The Hypoplastic Aorto-Iliac Syndrome: A Critical Approach to Its Pathogenesis

The clinical and angiographic features of 12 patients showing a significant reduction in the diameters of the distal aorta and the common iliac arteries are described. All the patients were women aged between 23 and 63 years (average age: 49 years), heavy smokers in the majority. An associated aortic arch syndrome was observed in 5 patients. Type IV dyslipidemia was found in 5. In 10 patients the erythrocyte sedimentation rate was increased. Claudication of the lower limbs, without dystrophic phenomena, was the most frequent symptom. Intraoperative biopsies of the distal aorta at the level of the aortic bifurcation were performed in 9 patients who underwent vascular surgery.
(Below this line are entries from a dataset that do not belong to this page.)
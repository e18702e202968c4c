use rand::Rng;
use std::collections::HashMap;
use std::sync::Mutex;

pub const MIN_PLAYERS: usize = 3;

/// (civilian word, undercover word)
pub const WORD_PAIRS: &[(&str, &str)] = &[
    ("Cat", "Tiger"),
    ("Coffee", "Tea"),
    ("Pizza", "Burger"),
    ("Beach", "Desert"),
    ("Guitar", "Violin"),
    ("Soccer", "Basketball"),
    ("Winter", "Autumn"),
    ("Moon", "Sun"),
    ("Train", "Bus"),
    ("Apple", "Pear"),
    ("Painter", "Sculptor"),
    ("Doctor", "Nurse"),
    ("River", "Lake"),
    ("Castle", "Palace"),
    ("Spider", "Scorpion"),
];

#[derive(Debug, Clone, PartialEq, Eq)]
pub struct Player {
    pub id: u64,
    pub name: String,
}

#[derive(Debug, PartialEq, Eq)]
pub enum JoinError {
    AlreadyStarted,
    AlreadyJoined,
}

#[derive(Debug, PartialEq, Eq)]
pub enum StartError {
    AlreadyStarted,
    NotEnoughPlayers(usize),
}

#[derive(Debug, PartialEq, Eq)]
pub enum VoteError {
    NotStarted,
    NotAPlayer,
    InvalidTarget,
    AlreadyVoted,
}

#[derive(Debug, Clone, PartialEq, Eq)]
pub struct Assignment {
    pub player: Player,
    pub word: &'static str,
    pub is_undercover: bool,
}

#[derive(Debug, Clone, PartialEq, Eq)]
pub enum Conclusion {
    /// The undercover was voted out.
    CiviliansWin,
    /// Too few players remain to corner the undercover.
    UndercoverWins,
    /// A civilian was eliminated; next round begins.
    Continues,
}

#[derive(Debug, Clone, PartialEq, Eq)]
pub struct TallyResult {
    pub eliminated: Player,
    pub conclusion: Conclusion,
}

#[derive(Debug, Clone, PartialEq, Eq)]
pub enum VoteOutcome {
    /// Vote recorded, round still in progress.
    Recorded { votes_cast: usize, needed: usize },
    RoundComplete(TallyResult),
}

/// One Undercover game: lobby, secret word assignment, then rounds of
/// voting until the undercover is caught or outlasts the group.
#[derive(Debug, Default)]
pub struct UndercoverGame {
    players: Vec<Player>,
    started: bool,
    undercover: Option<u64>,
    votes: HashMap<u64, u64>,
}

impl UndercoverGame {
    pub fn new() -> Self {
        Self::default()
    }

    pub fn is_started(&self) -> bool {
        self.started
    }

    pub fn players(&self) -> &[Player] {
        &self.players
    }

    pub fn votes_cast(&self) -> usize {
        self.votes.len()
    }

    pub fn join(&mut self, id: u64, name: &str) -> Result<(), JoinError> {
        if self.started {
            return Err(JoinError::AlreadyStarted);
        }
        if self.players.iter().any(|p| p.id == id) {
            return Err(JoinError::AlreadyJoined);
        }
        self.players.push(Player {
            id,
            name: name.to_string(),
        });
        Ok(())
    }

    pub fn leave(&mut self, id: u64) -> bool {
        if self.started {
            return false;
        }
        let before = self.players.len();
        self.players.retain(|p| p.id != id);
        self.players.len() != before
    }

    /// Starts the game: picks the undercover and a word pair, and returns
    /// the per-player word assignments to deliver by DM.
    pub fn start(&mut self, rng: &mut impl Rng) -> Result<Vec<Assignment>, StartError> {
        if self.started {
            return Err(StartError::AlreadyStarted);
        }
        if self.players.len() < MIN_PLAYERS {
            return Err(StartError::NotEnoughPlayers(self.players.len()));
        }

        self.started = true;
        self.votes.clear();

        let undercover = self.players[rng.gen_range(0..self.players.len())].id;
        self.undercover = Some(undercover);

        let (civilian_word, undercover_word) = WORD_PAIRS[rng.gen_range(0..WORD_PAIRS.len())];

        Ok(self
            .players
            .iter()
            .map(|player| {
                let is_undercover = player.id == undercover;
                Assignment {
                    player: player.clone(),
                    word: if is_undercover {
                        undercover_word
                    } else {
                        civilian_word
                    },
                    is_undercover,
                }
            })
            .collect())
    }

    /// Records a vote. When the last outstanding vote lands, the round is
    /// tallied: the most-voted player is eliminated (ties broken at
    /// random) and the game either ends or moves to the next round.
    pub fn cast_vote(
        &mut self,
        voter: u64,
        target: u64,
        rng: &mut impl Rng,
    ) -> Result<VoteOutcome, VoteError> {
        if !self.started {
            return Err(VoteError::NotStarted);
        }
        if !self.players.iter().any(|p| p.id == voter) {
            return Err(VoteError::NotAPlayer);
        }
        if voter == target || !self.players.iter().any(|p| p.id == target) {
            return Err(VoteError::InvalidTarget);
        }
        if self.votes.contains_key(&voter) {
            return Err(VoteError::AlreadyVoted);
        }

        self.votes.insert(voter, target);

        if self.votes.len() < self.players.len() {
            return Ok(VoteOutcome::Recorded {
                votes_cast: self.votes.len(),
                needed: self.players.len(),
            });
        }

        Ok(VoteOutcome::RoundComplete(self.tally(rng)))
    }

    fn tally(&mut self, rng: &mut impl Rng) -> TallyResult {
        let mut counts: HashMap<u64, usize> = HashMap::new();
        for target in self.votes.values() {
            *counts.entry(*target).or_insert(0) += 1;
        }

        let highest = counts.values().copied().max().unwrap_or(0);
        let mut tied: Vec<u64> = counts
            .iter()
            .filter(|(_, n)| **n == highest)
            .map(|(id, _)| *id)
            .collect();
        tied.sort_unstable(); // deterministic order before the random pick
        let eliminated_id = tied[rng.gen_range(0..tied.len())];

        // Votes are validated against the player list, so the pick is
        // always present.
        let eliminated = self
            .players
            .iter()
            .find(|p| p.id == eliminated_id)
            .cloned()
            .unwrap_or_else(|| Player {
                id: eliminated_id,
                name: String::from("?"),
            });

        if Some(eliminated_id) == self.undercover {
            self.reset();
            return TallyResult {
                eliminated,
                conclusion: Conclusion::CiviliansWin,
            };
        }

        self.players.retain(|p| p.id != eliminated_id);
        self.votes.clear();

        if self.players.len() < MIN_PLAYERS {
            self.reset();
            return TallyResult {
                eliminated,
                conclusion: Conclusion::UndercoverWins,
            };
        }

        TallyResult {
            eliminated,
            conclusion: Conclusion::Continues,
        }
    }

    pub fn reset(&mut self) {
        self.players.clear();
        self.started = false;
        self.undercover = None;
        self.votes.clear();
    }
}

/// One game per guild.
#[derive(Default)]
pub struct UndercoverManager {
    games: Mutex<HashMap<u64, UndercoverGame>>,
}

impl UndercoverManager {
    pub fn new() -> Self {
        Self::default()
    }

    pub fn with_game<T>(&self, guild_id: u64, f: impl FnOnce(&mut UndercoverGame) -> T) -> T {
        let mut games = self.games.lock().unwrap();
        f(games.entry(guild_id).or_default())
    }
}

#[cfg(test)]
mod tests {
    use super::*;
    use rand::rngs::StdRng;
    use rand::SeedableRng;

    fn lobby(n: usize) -> UndercoverGame {
        let mut game = UndercoverGame::new();
        for i in 0..n {
            game.join(i as u64 + 1, &format!("p{}", i + 1)).unwrap();
        }
        game
    }

    fn started(n: usize, seed: u64) -> (UndercoverGame, u64) {
        let mut game = lobby(n);
        let mut rng = StdRng::seed_from_u64(seed);
        let assignments = game.start(&mut rng).unwrap();
        let undercover = assignments
            .iter()
            .find(|a| a.is_undercover)
            .unwrap()
            .player
            .id;
        (game, undercover)
    }

    #[test]
    fn test_lobby_join_leave() {
        let mut game = UndercoverGame::new();
        assert!(game.join(1, "alice").is_ok());
        assert_eq!(game.join(1, "alice"), Err(JoinError::AlreadyJoined));
        assert!(game.leave(1));
        assert!(!game.leave(1));
    }

    #[test]
    fn test_start_requires_three_players() {
        let mut game = lobby(2);
        let mut rng = StdRng::seed_from_u64(0);
        assert_eq!(game.start(&mut rng), Err(StartError::NotEnoughPlayers(2)));

        game.join(3, "p3").unwrap();
        let assignments = game.start(&mut rng).unwrap();
        assert_eq!(assignments.len(), 3);
        assert_eq!(game.start(&mut rng), Err(StartError::AlreadyStarted));
        assert_eq!(game.join(4, "late"), Err(JoinError::AlreadyStarted));
        assert!(!game.leave(1));
    }

    #[test]
    fn test_word_assignment_is_consistent() {
        let mut game = lobby(5);
        let mut rng = StdRng::seed_from_u64(11);
        let assignments = game.start(&mut rng).unwrap();

        let undercover: Vec<_> = assignments.iter().filter(|a| a.is_undercover).collect();
        assert_eq!(undercover.len(), 1);

        let civilian_words: Vec<_> = assignments
            .iter()
            .filter(|a| !a.is_undercover)
            .map(|a| a.word)
            .collect();
        assert!(civilian_words.windows(2).all(|w| w[0] == w[1]));
        assert_ne!(undercover[0].word, civilian_words[0]);
        assert!(WORD_PAIRS
            .iter()
            .any(|(c, u)| *c == civilian_words[0] && *u == undercover[0].word));
    }

    #[test]
    fn test_vote_validation() {
        let (mut game, _) = started(3, 1);
        let mut rng = StdRng::seed_from_u64(2);

        assert_eq!(
            game.cast_vote(99, 1, &mut rng),
            Err(VoteError::NotAPlayer)
        );
        assert_eq!(
            game.cast_vote(1, 1, &mut rng),
            Err(VoteError::InvalidTarget)
        );
        assert_eq!(
            game.cast_vote(1, 99, &mut rng),
            Err(VoteError::InvalidTarget)
        );

        assert!(matches!(
            game.cast_vote(1, 2, &mut rng),
            Ok(VoteOutcome::Recorded {
                votes_cast: 1,
                needed: 3
            })
        ));
        assert_eq!(game.cast_vote(1, 3, &mut rng), Err(VoteError::AlreadyVoted));
    }

    #[test]
    fn test_vote_rejected_before_start() {
        let mut game = lobby(3);
        let mut rng = StdRng::seed_from_u64(0);
        assert_eq!(game.cast_vote(1, 2, &mut rng), Err(VoteError::NotStarted));
    }

    #[test]
    fn test_civilians_win_when_undercover_voted_out() {
        let (mut game, undercover) = started(3, 5);
        let mut rng = StdRng::seed_from_u64(6);

        let ids: Vec<u64> = game.players().iter().map(|p| p.id).collect();
        let mut outcome = None;
        for voter in ids {
            let target = if voter == undercover {
                // The undercover votes for someone else.
                *game
                    .players()
                    .iter()
                    .map(|p| &p.id)
                    .find(|id| **id != undercover)
                    .unwrap()
            } else {
                undercover
            };
            outcome = Some(game.cast_vote(voter, target, &mut rng).unwrap());
        }

        match outcome.unwrap() {
            VoteOutcome::RoundComplete(result) => {
                assert_eq!(result.eliminated.id, undercover);
                assert_eq!(result.conclusion, Conclusion::CiviliansWin);
            }
            other => panic!("expected round completion, got {:?}", other),
        }
        // Game reset after the win.
        assert!(!game.is_started());
        assert!(game.players().is_empty());
    }

    #[test]
    fn test_undercover_wins_when_group_shrinks() {
        // 3 players: eliminating one civilian drops the group below the
        // minimum, so the undercover wins immediately.
        let (mut game, undercover) = started(3, 9);
        let mut rng = StdRng::seed_from_u64(10);

        let civilian = *game
            .players()
            .iter()
            .map(|p| &p.id)
            .find(|id| **id != undercover)
            .unwrap();

        let ids: Vec<u64> = game.players().iter().map(|p| p.id).collect();
        let mut outcome = None;
        for voter in ids {
            let target = if voter == civilian {
                if civilian == undercover {
                    unreachable!()
                } else {
                    // The scapegoat votes for anyone but themselves.
                    *game
                        .players()
                        .iter()
                        .map(|p| &p.id)
                        .find(|id| **id != civilian)
                        .unwrap()
                }
            } else {
                civilian
            };
            outcome = Some(game.cast_vote(voter, target, &mut rng).unwrap());
        }

        match outcome.unwrap() {
            VoteOutcome::RoundComplete(result) => {
                assert_eq!(result.eliminated.id, civilian);
                assert_eq!(result.conclusion, Conclusion::UndercoverWins);
            }
            other => panic!("expected round completion, got {:?}", other),
        }
    }

    #[test]
    fn test_game_continues_with_enough_players() {
        let (mut game, undercover) = started(5, 21);
        let mut rng = StdRng::seed_from_u64(22);

        let civilian = *game
            .players()
            .iter()
            .map(|p| &p.id)
            .find(|id| **id != undercover)
            .unwrap();

        let ids: Vec<u64> = game.players().iter().map(|p| p.id).collect();
        let mut outcome = None;
        for voter in ids {
            let target = if voter == civilian { undercover } else { civilian };
            outcome = Some(game.cast_vote(voter, target, &mut rng).unwrap());
        }

        match outcome.unwrap() {
            VoteOutcome::RoundComplete(result) => {
                assert_eq!(result.eliminated.id, civilian);
                assert_eq!(result.conclusion, Conclusion::Continues);
            }
            other => panic!("expected round completion, got {:?}", other),
        }

        // Next round: eliminated player is gone, votes reset.
        assert!(game.is_started());
        assert_eq!(game.players().len(), 4);
        assert_eq!(game.votes_cast(), 0);
        assert!(game.players().iter().all(|p| p.id != civilian));
    }

    #[test]
    fn test_tie_break_picks_one_of_the_tied() {
        let (mut game, _) = started(4, 31);
        let mut rng = StdRng::seed_from_u64(32);

        let ids: Vec<u64> = game.players().iter().map(|p| p.id).collect();
        // A clean 2-2 tie between ids[0] and ids[1].
        game.cast_vote(ids[0], ids[1], &mut rng).unwrap();
        game.cast_vote(ids[2], ids[1], &mut rng).unwrap();
        game.cast_vote(ids[1], ids[0], &mut rng).unwrap();
        let outcome = game.cast_vote(ids[3], ids[0], &mut rng).unwrap();

        match outcome {
            VoteOutcome::RoundComplete(result) => {
                assert!(result.eliminated.id == ids[0] || result.eliminated.id == ids[1]);
            }
            other => panic!("expected round completion, got {:?}", other),
        }
    }

    #[test]
    fn test_manager_keeps_games_per_guild() {
        let manager = UndercoverManager::new();
        manager.with_game(1, |game| game.join(10, "a").unwrap());
        manager.with_game(2, |game| game.join(20, "b").unwrap());

        assert_eq!(manager.with_game(1, |game| game.players().len()), 1);
        assert_eq!(manager.with_game(2, |game| game.players().len()), 1);
        assert_eq!(
            manager.with_game(1, |game| game.players()[0].id),
            10
        );
    }
}
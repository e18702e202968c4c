use super::Database;

impl Database {
    /// Applies the outcome of a PvP battle: loser HP, win/loss tallies, and
    /// a history row.
    #[allow(clippy::too_many_arguments)]
    pub fn record_pvp_battle(
        &self,
        attacker_id: &str,
        defender_id: &str,
        winner_id: &str,
        loser_id: &str,
        loser_hp: i64,
        attacker_power: i64,
        defender_power: i64,
    ) -> anyhow::Result<()> {
        let conn = self.lock();
        conn.execute(
            "UPDATE users SET hp = ?1 WHERE user_id = ?2",
            (loser_hp, loser_id),
        )?;
        conn.execute(
            "UPDATE users SET pvp_wins = pvp_wins + 1 WHERE user_id = ?1",
            [winner_id],
        )?;
        conn.execute(
            "UPDATE users SET pvp_losses = pvp_losses + 1 WHERE user_id = ?1",
            [loser_id],
        )?;
        conn.execute(
            "INSERT INTO pvp (attacker_id, defender_id, winner_id, attacker_power, defender_power)
             VALUES (?1, ?2, ?3, ?4, ?5)",
            (
                attacker_id,
                defender_id,
                winner_id,
                attacker_power,
                defender_power,
            ),
        )?;
        Ok(())
    }
}

#[cfg(test)]
mod tests {
    use super::super::test_utils::test_db;

    #[test]
    fn test_record_battle_updates_both_sides() {
        let db = test_db();
        db.ensure_user("1", "alice").unwrap();
        db.ensure_user("2", "bob").unwrap();

        db.record_pvp_battle("1", "2", "1", "2", 80, 130, 110).unwrap();

        let winner = db.get_user("1").unwrap().unwrap();
        let loser = db.get_user("2").unwrap().unwrap();
        assert_eq!(winner.pvp_wins, 1);
        assert_eq!(winner.pvp_losses, 0);
        assert_eq!(loser.pvp_losses, 1);
        assert_eq!(loser.hp, 80);
        assert_eq!(winner.win_rate(), 100.0);

        let conn = db.lock();
        let battles: i64 = conn
            .query_row("SELECT COUNT(*) FROM pvp", [], |row| row.get(0))
            .unwrap();
        assert_eq!(battles, 1);
    }
}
In all the specimens an extensive fibrosis of the arterial wall was noted, but diffuse or focal lymphoplasmacellular infiltrates were also detected in 7 of them, with giant cells in 2 of the 7. The profile of small aorta and iliac arteries has recently been identified as an autonomous morbid process due to a developmental deficit with superimposition of atherosclerotic phenomena ("hypoplastic aorto-iliac syndrome" — HAIS). The clinical data and the histopathologic findings suggest, however, that several cases of HAIS can claim an acquired rather than a congenital origin. An arteritic process, causing an extensive fibrosis of the arterial wall, might be able to give rise to a noteworthy reduction in the aortic diameter. Among the possible inflammatory causes, Takayasu's disease (aspecifc aortoarteritis) seems to play an important role. The denomination HAIS seems, however, to be too restrictive. It should be replaced by "small aorto-iliac syndrome" (SAIS), which is noncommittal as regards the pathogenesis and applicable in any case.